Handlungsorientiertes Lernen bedeutet auch, daß man den Schüler sowohl in der Planungs- als auch in der Arbeitsphase in den Lernprozeß einbezieht bzw. ihn diesen aktiv und selbstverantwortlich gestalten läßt: Die Schüler/innen planen, entscheiden, organisieren, strukturieren (Lernen von Methoden); sie befragen, argumentieren, kooperieren (Entwickeln von sozial-kommunikativen Fähigkeiten); sie engagieren sich, lösen Probleme, zeigen Eigenverantwortung, gewinnen Selbstvertrauen (affektives, emotionales Lernen).
Diese Anforderungen wurden in der Arbeit des Kurses umgesetzt. So stellte die Kursgruppe z. B. gleich zu Anfang fest, daß die Befragung nicht wie geplant durchführbar war, da erstens eine Standardisierung der Fragen äußerst schwierig erschien und zweitens ältere Menschen eher zu Gesprächen oder zum Erzählen neigen als zu einer knappen Beantwortung der Fragen. Infolge dessen entschied man sich für die Form eines Interviews mit Hilfe von Leitfragen, wodurch das Gespräch zwischen Befragtem und Interviewer zwar strukturiert wird, der Interviewer aber die Möglichkeit hat, individuell Schwerpunkte zu setzen. Es war dem Kurs bewußt, daß dadurch die Objektivität eingeschränkt würde.

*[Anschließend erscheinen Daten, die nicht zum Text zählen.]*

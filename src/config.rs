//! Deployment-time choice of the extraction backend.

use anyhow::{Context, Result};
use log::info;
use reqwest::Client;
use url::Url;

use crate::constants::{DEFAULT_RELAY_ENDPOINT, ENDPOINT_ENV_NAME, TRANSPORT_ENV_NAME, USER_AGENT};
use crate::extract::{ConfiguredExtractor, DirectExtractor, RelayExtractor, ServiceExtractor};

/// Enum representing how the sitemap is retrieved.
#[derive(Clone, Copy, PartialEq, Eq, Debug, Default)]
pub enum Transport {
    /// Fetch the sitemap URL directly
    #[default]
    Direct,
    /// Fetch through a relay returning `{ "contents": ... }`
    Relay,
    /// Delegate to a remote extraction service
    Service,
}

impl std::str::FromStr for Transport {
    type Err = String;

    fn from_str(input: &str) -> Result<Self, Self::Err> {
        match input.to_lowercase().as_str() {
            "direct" => Ok(Transport::Direct),
            "relay" => Ok(Transport::Relay),
            "service" => Ok(Transport::Service),
            _ => Err(format!("Invalid transport: {}", input)),
        }
    }
}

/// Settings needed to build the extractor.
#[derive(Debug, Clone, PartialEq, Eq)]
pub struct ExtractorConfig {
    pub transport: Transport,
    /// Relay or service endpoint. Ignored by the direct transport.
    pub endpoint: Option<String>,
    pub user_agent: String,
}

impl Default for ExtractorConfig {
    fn default() -> Self {
        Self {
            transport: Transport::default(),
            endpoint: None,
            user_agent: USER_AGENT.to_owned(),
        }
    }
}

impl ExtractorConfig {
    /// Reads the transport and endpoint from the environment, keeping defaults
    /// for whatever is unset.
    ///
    /// # Errors
    ///
    /// Returns an error if the transport variable holds an unknown value.
    pub fn from_env() -> Result<Self> {
        let mut config = Self::default();

        if let Ok(transport) = std::env::var(TRANSPORT_ENV_NAME) {
            config.transport = transport
                .parse()
                .map_err(|e| anyhow::anyhow!("{TRANSPORT_ENV_NAME}: {e}"))?;
        }
        if let Ok(endpoint) = std::env::var(ENDPOINT_ENV_NAME)
            && !endpoint.trim().is_empty()
        {
            config.endpoint = Some(endpoint);
        }

        Ok(config)
    }

    /// Applies command line overrides on top of this config.
    pub fn with_overrides(
        mut self,
        transport: Option<Transport>,
        endpoint: Option<String>,
    ) -> Self {
        if let Some(transport) = transport {
            self.transport = transport;
        }
        if endpoint.is_some() {
            self.endpoint = endpoint;
        }
        self
    }

    /// Builds the extractor for the configured transport.
    ///
    /// # Errors
    ///
    /// Returns an error if the HTTP client cannot be built, the endpoint is not a
    /// valid URL, or the service transport has no endpoint.
    pub fn build(&self) -> Result<ConfiguredExtractor> {
        let client = Client::builder()
            .user_agent(self.user_agent.as_str())
            .build()
            .context("Unable to build HTTP client.")?;

        let extractor = match self.transport {
            Transport::Direct => ConfiguredExtractor::Direct(DirectExtractor::new(client)),
            Transport::Relay => {
                let endpoint = self.endpoint_url(Some(DEFAULT_RELAY_ENDPOINT))?;
                ConfiguredExtractor::Relay(RelayExtractor::new(client, endpoint))
            }
            Transport::Service => {
                let endpoint = self.endpoint_url(None)?;
                ConfiguredExtractor::Service(ServiceExtractor::new(client, endpoint))
            }
        };

        info!("Using {:?} transport", self.transport);
        Ok(extractor)
    }

    fn endpoint_url(&self, fallback: Option<&str>) -> Result<Url> {
        let endpoint = self
            .endpoint
            .as_deref()
            .or(fallback)
            .context(format!(
                "Set {ENDPOINT_ENV_NAME} or --endpoint for the {:?} transport.",
                self.transport
            ))?;

        Url::parse(endpoint).map_err(|e| anyhow::anyhow!("Invalid endpoint url: {}", e))
    }
}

Da die Schüler/innen wußten, daß man zunächst eine Stichprobenbefragung durchführt, führten einige von ihnen ein Testinterview mit den eigenen Großeltern durch, wodurch die Verwertbarkeit der vom Kurs entwickelten Fragen bestätigt wurde. Ein weiteres Problem entstand bei der Entscheidung über die Auswahl der repräsentativ zu befragenden Personen. Der Kurs entschied sich u. a. wegen Zeitmangels für eine kleine Befragung von ausgewählten Personen aus Altersheimen oder Seniorentreffs („Erkundung vor Ort“), wohl wissend, daß dadurch nur eingeschränkt ein repräsentatives Ergebnis ermittelt werden konnte. An der Durchführung der in 3er Gruppen geführten Gespräche waren durchweg rüstige, an allen Lebensbereichen interessierte Personen beteiligt, die die Schüler/innen auch in Gespräche über sie selbst verwickelten (Betroffenheit/Kommunikalion). Die Beschäftigung mit der Situation alter Menschen bewirkte bei den Schüler/-innen auch ein bewußtes Reflektieren eigener Lebensentwürfe und Zukunftsbilder (Denken in Zusammenhängen) und machte ihnen deutlich, daß sich die Seniorinnen und Senioren durchaus nicht an den ,Rand der Gesellschaft' gedrängt fühlen. Wie erwartet, ließ sich kein geschlossenes Bild entwickeln, sondern ein aus Einzelschicksalen zusammengesetztes Mosaik.
Als es dann um den mehr pragmatischen Teil der Arbeit, nämlich die Erstellung der Zeitungsseite ging, wurde der zuständige Zeitungsredakteur als Experte hinzugezogen. Hier bemerkte der Kurs sehr schnell, was journalistisches Arbeiten bedeutet, nämlich auch Einengung durch Zwänge (Seitenlayout, Artikellänge). [...]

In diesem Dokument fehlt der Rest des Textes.